**Directions for this task:** Show, from the records below, all lines that contain the word "BadParam".

┌──

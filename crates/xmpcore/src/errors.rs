use thiserror::Error;

/// Result type alias using XmpError
pub type Result<T> = std::result::Result<T, XmpError>;

// ========== Error Facility ==========

/// Canonical error kind taxonomy
///
/// Every failure raised by the core is classified into one of these kinds.
/// Each kind maps to a stable error code that can be used for programmatic
/// error handling, testing, and error notification.
#[derive(Debug, Clone, Copy, PartialEq, Eq, Hash)]
pub enum ErrorKind {
    /// Path does not reduce to the step shape the operation requires
    BadXPath,
    /// Flag combination outside the subset allowed for the call
    BadOptions,
    /// Semantic conflict between arguments, or a missing required argument
    BadParam,
    /// Namespace URI that is not registered
    BadSchema,
    /// Name that is not a legal XML name
    BadXml,
    /// Text that is not well-formed UTF-8
    BadUtf8,
    /// Value that cannot be stored on the addressed node
    BadValue,
    /// An invariant the caller cannot have violated
    InternalFailure,
    /// Placeholder operation that is intentionally not supported
    Unimplemented,
}

impl ErrorKind {
    /// Get the stable error code for this kind
    pub fn code(&self) -> &'static str {
        match self {
            ErrorKind::BadXPath => "ERR_BAD_XPATH",
            ErrorKind::BadOptions => "ERR_BAD_OPTIONS",
            ErrorKind::BadParam => "ERR_BAD_PARAM",
            ErrorKind::BadSchema => "ERR_BAD_SCHEMA",
            ErrorKind::BadXml => "ERR_BAD_XML",
            ErrorKind::BadUtf8 => "ERR_BAD_UTF8",
            ErrorKind::BadValue => "ERR_BAD_VALUE",
            ErrorKind::InternalFailure => "ERR_INTERNAL_FAILURE",
            ErrorKind::Unimplemented => "ERR_UNIMPLEMENTED",
        }
    }
}

/// Canonical structured error type
///
/// Carries the classification fields used for programmatic handling and for
/// client error notification, plus free-form context for debugging.
#[derive(Debug, Clone)]
pub struct ExError {
    kind: ErrorKind,
    op: Option<String>,
    property: Option<String>,
    message: String,
    notified: bool,
}

impl ExError {
    /// Create a new error with the specified kind
    pub fn new(kind: ErrorKind) -> Self {
        Self {
            kind,
            op: None,
            property: None,
            message: String::new(),
            notified: false,
        }
    }

    /// Add operation context
    pub fn with_op(mut self, op: impl Into<String>) -> Self {
        self.op = Some(op.into());
        self
    }

    /// Add the property (qualified name or path step) involved
    pub fn with_property(mut self, property: impl Into<String>) -> Self {
        self.property = Some(property.into());
        self
    }

    /// Add custom message
    pub fn with_message(mut self, message: impl Into<String>) -> Self {
        self.message = message.into();
        self
    }

    /// Get the error kind
    pub fn kind(&self) -> ErrorKind {
        self.kind
    }

    /// Get the stable error code
    pub fn code(&self) -> &'static str {
        self.kind.code()
    }

    /// Get the operation context, if any
    pub fn op(&self) -> Option<&str> {
        self.op.as_deref()
    }

    /// Get the property context, if any
    pub fn property(&self) -> Option<&str> {
        self.property.as_deref()
    }

    /// Get the error message
    pub fn message(&self) -> &str {
        &self.message
    }

    /// Whether a client callback has already seen this error
    pub fn is_notified(&self) -> bool {
        self.notified
    }

    pub(crate) fn set_notified(&mut self) {
        self.notified = true;
    }
}

impl std::fmt::Display for ExError {
    fn fmt(&self, f: &mut std::fmt::Formatter<'_>) -> std::fmt::Result {
        write!(f, "[{}]", self.code())?;
        if let Some(op) = &self.op {
            write!(f, " in operation '{}'", op)?;
        }
        if !self.message.is_empty() {
            write!(f, ": {}", self.message)?;
        }
        if let Some(property) = &self.property {
            write!(f, " (property: {})", property)?;
        }
        Ok(())
    }
}

impl std::error::Error for ExError {}

// ========== End Error Facility ==========

/// Error taxonomy for property-tree, registry and metadata-object operations
#[derive(Error, Debug, Clone, PartialEq, Eq)]
pub enum XmpError {
    // ===== Path shape errors =====
    /// An expanded path with no steps
    #[error("Empty XPath")]
    EmptyPath,

    /// Alias or actual name that expands to more than schema + root property
    #[error("Alias and actual property names must be simple: {name}")]
    AliasNotSimple { name: String },

    /// Property prefix does not belong to the given schema namespace
    #[error("Prefix of {name} does not match schema namespace {namespace_uri}")]
    PrefixMismatch { name: String, namespace_uri: String },

    /// Named child requested below a node that cannot hold fields
    #[error("Named children only allowed for schemas and structs: {name}")]
    NamedChildNotAllowed { name: String },

    /// Named child requested below an array
    #[error("Named children not allowed for arrays: {name}")]
    NamedChildOfArray { name: String },

    /// Array-item placeholder used where a named node is required
    #[error("Array item placeholder not allowed here: {context}")]
    PlaceholderNotAllowed { context: String },

    /// Array indexing step applied to a node that is not an array
    #[error("Indexing applied to non-array: {name}")]
    IndexOnNonArray { name: String },

    /// Array index step that is not a positive integer
    #[error("Array index must be a positive integer: {step}")]
    BadArrayIndex { step: String },

    /// Selector step that cannot be split into name and value
    #[error("Malformed selector step: {step}")]
    BadSelector { step: String },

    /// Field selector applied to an array whose items are not structs
    #[error("Field selector must be used on array of struct: {name}")]
    FieldSelectorOnNonStruct { name: String },

    /// Qualifier requested on a node that cannot carry qualifiers
    #[error("Qualifiers not allowed on {name}")]
    QualifierNotAllowed { name: String },

    /// Property is not an array
    #[error("The named property is not an array: {name}")]
    NotAnArray { name: String },

    /// Property name that is path syntax rather than a qualified name
    #[error("Property name must be a simple qualified name: {name}")]
    NotSimpleName { name: String },

    /// Step kind that is not valid at this position in the path
    #[error("Unexpected {kind} step at position {position}")]
    UnexpectedStep { kind: String, position: usize },

    // ===== Option errors =====
    /// Array form argument carrying non array-form flags
    #[error("Only array form flags are allowed: 0x{bits:X}")]
    OnlyArrayFormAllowed { bits: u32 },

    /// Option word that does not decode to a legal flag combination
    #[error("Invalid option combination 0x{bits:X}: {reason}")]
    InvalidOptions { bits: u32, reason: String },

    /// Options argument on a call that defines none
    #[error("No options are defined for {operation}")]
    NoOptionsDefined { operation: String },

    // ===== Parameter errors =====
    /// Required argument not supplied
    #[error("Missing required argument: {name}")]
    MissingArgument { name: String },

    /// Empty namespace URI or prefix
    #[error("Empty namespace URI or prefix")]
    EmptyNamespace,

    /// Alias re-registered with a different array form
    #[error("Mismatch with existing alias array form: {alias}")]
    AliasArrayFormMismatch { alias: String },

    /// Alias re-registered with a different actual path length
    #[error("Mismatch with existing actual path: {alias}")]
    AliasPathMismatch { alias: String },

    /// Alias re-registered with a different actual property
    #[error("Mismatch with existing actual name: {alias} ({existing}, not {requested})")]
    AliasActualMismatch {
        alias: String,
        existing: String,
        requested: String,
    },

    /// Alias re-registered with a different synthetic item step
    #[error("Mismatch with existing actual array item: {alias}")]
    AliasItemMismatch { alias: String },

    /// Alias chain that would select an array item of an array item
    #[error("Can't alias an array item to an array item: {alias}")]
    ArrayItemToArrayItem { alias: String },

    /// Alias whose actual is the alias itself
    #[error("Alias cannot refer to itself: {alias}")]
    SelfAlias { alias: String },

    /// Node handle that no longer refers to a live node
    #[error("Stale or unknown node handle: {handle}")]
    StaleNode { handle: String },

    /// Named child or qualifier already present on the parent
    #[error("Child {name} already exists")]
    DuplicateChild { name: String },

    // ===== Schema / name errors =====
    /// Namespace URI that has not been registered
    #[error("Unregistered schema namespace URI: {namespace_uri}")]
    UnregisteredSchema { namespace_uri: String },

    /// Prefix that has not been registered
    #[error("Unknown namespace prefix: {prefix}")]
    UnknownPrefix { prefix: String },

    /// Prefix that is not a simple XML name
    #[error("Invalid XML name: {name}")]
    InvalidXmlName { name: String },

    /// Text that is not UTF-8
    #[error("Invalid UTF-8 in {context} at byte {offset}")]
    InvalidUtf8 { context: String, offset: usize },

    // ===== Value errors =====
    /// Value assigned to a node that cannot hold one (composite, schema or root)
    #[error("Node cannot hold a value: {name}")]
    ValueNotAllowed { name: String },

    // ===== Lifecycle / internal errors =====
    /// The library has not been initialised
    #[error("Library not initialized")]
    NotInitialized,

    /// A dependent subsystem failed to initialise
    #[error("Initialization failed: {message}")]
    InitializationFailed { message: String },

    /// Generic internal error
    #[error("Internal error: {message}")]
    Internal { message: String },

    /// Intentionally unsupported operation
    #[error("Unimplemented method {operation}")]
    Unimplemented { operation: String },
}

└──

**Task result:**
    BadParam,
            ErrorKind::BadParam => "ERR_BAD_PARAM",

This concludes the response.